→ WORK REQUIRED:
All of the entries below must be copied out exactly.

Records from a data source
══════════════════════════════

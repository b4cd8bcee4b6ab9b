#![deny(static_mut_refs)]

use std::path::PathBuf;

use anyhow::{Context, Result, bail};
use clap::{ArgAction, Parser, Subcommand};
use tracing_subscriber::{layer::SubscriberExt, util::SubscriberInitExt};
use wedo_cli::{
    CaptureFile, ConfigOverrides, MotorSettings, ReplayEvent, ReplayOptions, ReplaySummary,
    load_config, parse_hex_bytes, replay,
};
use wedo_hid_protocol::{
    DeviceCategory, MotorCommand, MotorPolarity, TiltStatus, encode_motor_output,
    is_valid_duty_cycle, parse,
};
use wedo_hub::{parse_command, parse_polarity};

/// Replay captured LEGO WeDo hub reports through the hub engine.
#[derive(Parser)]
#[command(name = "wedo-replay", version, about = "LEGO WeDo hub report replay tool")]
struct Cli {
    /// Increase logging verbosity (-v, -vv, -vvv)
    #[arg(short, long, action = ArgAction::Count, global = true)]
    verbose: u8,

    #[command(subcommand)]
    command: Commands,
}

#[derive(Subcommand)]
enum Commands {
    /// Replay a capture trace and print what the hub did
    Replay {
        /// Capture trace (JSON)
        trace: PathBuf,
        /// Hub configuration (YAML)
        #[arg(long)]
        config: Option<PathBuf>,
        /// Override the port identity debounce threshold
        #[arg(long)]
        port_debounce: Option<u32>,
        /// Override the tilt debounce threshold
        #[arg(long)]
        tilt_debounce: Option<u32>,
        /// Override the write retry limit
        #[arg(long)]
        write_retries: Option<u8>,
        /// Mode to select on tilt sensors (0 raw, 1 axis, 2 status)
        #[arg(long)]
        tilt_mode: Option<u32>,
        /// Command to apply to bound motors (run, coast, brake)
        #[arg(long, value_parser = parse_command)]
        motor_command: Option<MotorCommand>,
        /// Polarity to apply to bound motors
        #[arg(long, value_parser = parse_polarity, default_value = "normal")]
        motor_polarity: MotorPolarity,
        /// Duty cycle to apply to bound motors (-100..=100)
        #[arg(long, default_value_t = 0, allow_negative_numbers = true)]
        motor_duty: i32,
        /// Print the summary as JSON
        #[arg(long)]
        json: bool,
    },
    /// Decode one input report given as hex bytes
    Decode {
        /// Report bytes, e.g. 0x00 0x96 0x46 0x26 0x00 0xF0 0x00 0x00
        #[arg(required = true, num_args = 1..)]
        bytes: Vec<String>,
        /// Print the report as JSON
        #[arg(long)]
        json: bool,
    },
    /// Encode one port's motor output byte
    Encode {
        #[arg(long, value_parser = parse_command, default_value = "run")]
        command: MotorCommand,
        #[arg(long, value_parser = parse_polarity, default_value = "normal")]
        polarity: MotorPolarity,
        #[arg(long, allow_negative_numbers = true)]
        duty: i32,
    },
}

fn main() -> Result<()> {
    let cli = Cli::parse();

    let log_level = match cli.verbose {
        0 => "warn",
        1 => "info",
        2 => "debug",
        _ => "trace",
    };

    tracing_subscriber::registry()
        .with(
            tracing_subscriber::EnvFilter::try_from_default_env().unwrap_or_else(|_| {
                format!("wedo_hub={log_level},wedo_cli={log_level},wedo_replay={log_level}").into()
            }),
        )
        .with(
            tracing_subscriber::fmt::layer()
                .with_target(false)
                .with_writer(std::io::stderr),
        )
        .init();

    match cli.command {
        Commands::Replay {
            trace,
            config,
            port_debounce,
            tilt_debounce,
            write_retries,
            tilt_mode,
            motor_command,
            motor_polarity,
            motor_duty,
            json,
        } => {
            let overrides = ConfigOverrides {
                port_debounce_threshold: port_debounce,
                tilt_debounce_threshold: tilt_debounce,
                write_retry_limit: write_retries,
            };
            let options = ReplayOptions {
                config: load_config(config.as_deref(), overrides)?,
                tilt_mode,
                motor: motor_command.map(|command| MotorSettings {
                    command,
                    polarity: motor_polarity,
                    duty_cycle: motor_duty,
                }),
            };
            let capture = CaptureFile::load(&trace)?;
            let summary = replay(&capture, &options)?;
            if json {
                let json = serde_json::to_string_pretty(&summary)
                    .context("Failed to serialize replay summary")?;
                println!("{json}");
            } else {
                print_summary(&summary);
            }
        }
        Commands::Decode { bytes, json } => decode(&bytes.join(" "), json)?,
        Commands::Encode {
            command,
            polarity,
            duty,
        } => {
            if !is_valid_duty_cycle(duty) {
                bail!("duty cycle {duty} is outside -100..=100");
            }
            let duty = i8::try_from(duty).context("duty cycle out of range")?;
            let byte = encode_motor_output(command, polarity, duty);
            println!("0x{byte:02X} ({})", i8::from_ne_bytes([byte]));
        }
    }

    Ok(())
}

fn decode(hex: &str, json: bool) -> Result<()> {
    let bytes = parse_hex_bytes(hex)?;
    let report = parse(&bytes).context("Not a WeDo input report")?;

    if json {
        let json = serde_json::to_string_pretty(&report).context("Failed to serialize report")?;
        println!("{json}");
        return Ok(());
    }

    println!(
        "status: error={} high_power={} echo_in={} (0x{:02X})",
        report.status.error, report.status.high_power, report.status.echo_in, report.raw_status
    );
    println!(
        "voltage: {} mV (raw {})",
        report.voltage_millivolts(),
        report.voltage
    );
    for (number, sample) in report.ports.iter().enumerate() {
        println!(
            "port{}: input={:<3} id={:<3} category={:<10} tilt={}",
            number + 1,
            sample.input,
            sample.id,
            DeviceCategory::classify(sample.id),
            TiltStatus::classify(sample.input).name(),
        );
    }
    Ok(())
}

fn print_summary(summary: &ReplaySummary) {
    for event in &summary.events {
        match event {
            ReplayEvent::Malformed { index, len } => {
                println!("[{index:>6}] malformed report ({len} bytes)");
            }
            ReplayEvent::Classified {
                index,
                port,
                category,
            } => println!("[{index:>6}] {port}: classified as {category}"),
            ReplayEvent::Bound {
                index,
                port,
                category,
            } => println!("[{index:>6}] {port}: bound {category}"),
            ReplayEvent::Unbound {
                index,
                port,
                category,
            } => println!("[{index:>6}] {port}: unbound {category}"),
            ReplayEvent::Reading {
                index,
                port,
                values,
            } => println!("[{index:>6}] {port}: values {values:?}"),
            ReplayEvent::Write { index, frame } => println!("[{index:>6}] write {frame}"),
        }
    }

    let counters = summary.counters;
    println!(
        "{}: {} report(s), {} malformed, {} classification(s), {} write(s), {} mV",
        summary.hub,
        counters.reports_received,
        counters.reports_malformed,
        counters.classifications,
        counters.writes_submitted,
        summary.voltage_mv,
    );
}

══════════════════════════════

→ REPLY TO THE TASK:
repository b4cd8bcee4b6ab9b
#![deny(static_mut_refs)]

use std::path::PathBuf;

use anyhow::{Context, Result, bail};
use clap::{ArgAction, Parser, Subcommand};
use tracing_subscriber::{layer::SubscriberExt, util::SubscriberInitExt};
use wedo_cli::{
    CaptureFile, ConfigOverrides, MotorSettings, ReplayEvent, ReplayOptions, ReplaySummary,
    load_config, parse_hex_bytes, replay,
};
use wedo_hid_protocol::{
    DeviceCategory, MotorCommand, MotorPolarity, TiltStatus, encode_motor_output,
    is_valid_duty_cycle, parse,
};
use wedo_hub::{parse_command, parse_polarity};

/// Replay captured LEGO WeDo hub reports through the hub engine.
#[derive(Parser)]
#[command(name = "wedo-replay", version, about = "LEGO WeDo hub report replay tool")]
struct Cli {
    /// Increase logging verbosity (-v, -vv, -vvv)
    #[arg(short, long, action = ArgAction::Count, global = true)]
    verbose: u8,

    #[command(subcommand)]
    command: Commands,
}

#[derive(Subcommand)]
enum Commands {
    /// Replay a capture trace and print what the hub did
    Replay {
        /// Capture trace (JSON)
        trace: PathBuf,
        /// Hub configuration (YAML)
        #[arg(long)]
        config: Option<PathBuf>,
        /// Override the port identity debounce threshold
        #[arg(long)]
        port_debounce: Option<u32>,
        /// Override the tilt debounce threshold
        #[arg(long)]
        tilt_debounce: Option<u32>,
        /// Override the write retry limit
        #[arg(long)]
        write_retries: Option<u8>,
        /// Mode to select on tilt sensors (0 raw, 1 axis, 2 status)
        #[arg(long)]
        tilt_mode: Option<u32>,
        /// Command to apply to bound motors (run, coast, brake)
        #[arg(long, value_parser = parse_command)]
        motor_command: Option<MotorCommand>,
        /// Polarity to apply to bound motors
        #[arg(long, value_parser = parse_polarity, default_value = "normal")]
        motor_polarity: MotorPolarity,
        /// Duty cycle to apply to bound motors (-100..=100)
        #[arg(long, default_value_t = 0, allow_negative_numbers = true)]
        motor_duty: i32,
        /// Print the summary as JSON
        #[arg(long)]
        json: bool,
    },
    /// Decode one input report given as hex bytes
    Decode {
        /// Report bytes, e.g. 0x00 0x96 0x46 0x26 0x00 0xF0 0x00 0x00
        #[arg(required = true, num_args = 1..)]
        bytes: Vec<String>,
        /// Print the report as JSON
        #[arg(long)]
        json: bool,
    },
    /// Encode one port's motor output byte
    Encode {
        #[arg(long, value_parser = parse_command, default_value = "run")]
        command: MotorCommand,
        #[arg(long, value_parser = parse_polarity, default_value = "normal")]
        polarity: MotorPolarity,
        #[arg(long, allow_negative_numbers = true)]
        duty: i32,
    },
}

fn main() -> Result<()> {
    let cli = Cli::parse();

    let log_level = match cli.verbose {
        0 => "warn",
        1 => "info",
        2 => "debug",
        _ => "trace",
    };

    tracing_subscriber::registry()
        .with(
            tracing_subscriber::EnvFilter::try_from_default_env().unwrap_or_else(|_| {
                format!("wedo_hub={log_level},wedo_cli={log_level},wedo_replay={log_level}").into()
            }),
        )
        .with(
            tracing_subscriber::fmt::layer()
                .with_target(false)
                .with_writer(std::io::stderr),
        )
        .init();

    match cli.command {
        Commands::Replay {
            trace,
            config,
            port_debounce,
            tilt_debounce,
            write_retries,
            tilt_mode,
            motor_command,
            motor_polarity,
            motor_duty,
            json,
        } => {
            let overrides = ConfigOverrides {
                port_debounce_threshold: port_debounce,
                tilt_debounce_threshold: tilt_debounce,
                write_retry_limit: write_retries,
            };
            let options = ReplayOptions {
                config: load_config(config.as_deref(), overrides)?,
                tilt_mode,
                motor: motor_command.map(|command| MotorSettings {
                    command,
                    polarity: motor_polarity,
                    duty_cycle: motor_duty,
                }),
            };
            let capture = CaptureFile::load(&trace)?;
            let summary = replay(&capture, &options)?;
            if json {
                let json = serde_json::to_string_pretty(&summary)
                    .context("Failed to serialize replay summary")?;
                println!("{json}");
            } else {
                print_summary(&summary);
            }
        }
        Commands::Decode { bytes, json } => decode(&bytes.join(" "), json)?,
        Commands::Encode {
            command,
            polarity,
            duty,
        } => {
            if !is_valid_duty_cycle(duty) {
                bail!("duty cycle {duty} is outside -100..=100");
            }
            let duty = i8::try_from(duty).context("duty cycle out of range")?;
            let byte = encode_motor_output(command, polarity, duty);
            println!("0x{byte:02X} ({})", i8::from_ne_bytes([byte]));
        }
    }

    Ok(())
}

fn decode(hex: &str, json: bool) -> Result<()> {
    let bytes = parse_hex_bytes(hex)?;
    let report = parse(&bytes).context("Not a WeDo input report")?;

    if json {
        let json = serde_json::to_string_pretty(&report).context("Failed to serialize report")?;
        println!("{json}");
        return Ok(());
    }

    println!(
        "status: error={} high_power={} echo_in={} (0x{:02X})",
        report.status.error, report.status.high_power, report.status.echo_in, report.raw_status
    );
    println!(
        "voltage: {} mV (raw {})",
        report.voltage_millivolts(),
        report.voltage
    );
    for (number, sample) in report.ports.iter().enumerate() {
        println!(
            "port{}: input={:<3} id={:<3} category={:<10} tilt={}",
            number + 1,
            sample.input,
            sample.id,
            DeviceCategory::classify(sample.id),
            TiltStatus::classify(sample.input).name(),
        );
    }
    Ok(())
}

fn print_summary(summary: &ReplaySummary) {
    for event in &summary.events {
        match event {
            ReplayEvent::Malformed { index, len } => {
                println!("[{index:>6}] malformed report ({len} bytes)");
            }
            ReplayEvent::Classified {
                index,
                port,
                category,
            } => println!("[{index:>6}] {port}: classified as {category}"),
            ReplayEvent::Bound {
                index,
                port,
                category,
            } => println!("[{index:>6}] {port}: bound {category}"),
            ReplayEvent::Unbound {
                index,
                port,
                category,
            } => println!("[{index:>6}] {port}: unbound {category}"),
            ReplayEvent::Reading {
                index,
                port,
                values,
            } => println!("[{index:>6}] {port}: values {values:?}"),
            ReplayEvent::Write { index, frame } => println!("[{index:>6}] write {frame}"),
        }
    }

    let counters = summary.counters;
    println!(
        "{}: {} report(s), {} malformed, {} classification(s), {} write(s), {} mV",
        summary.hub,
        counters.reports_received,
        counters.reports_malformed,
        counters.classifications,
        counters.writes_submitted,
        summary.voltage_mv,
    );
}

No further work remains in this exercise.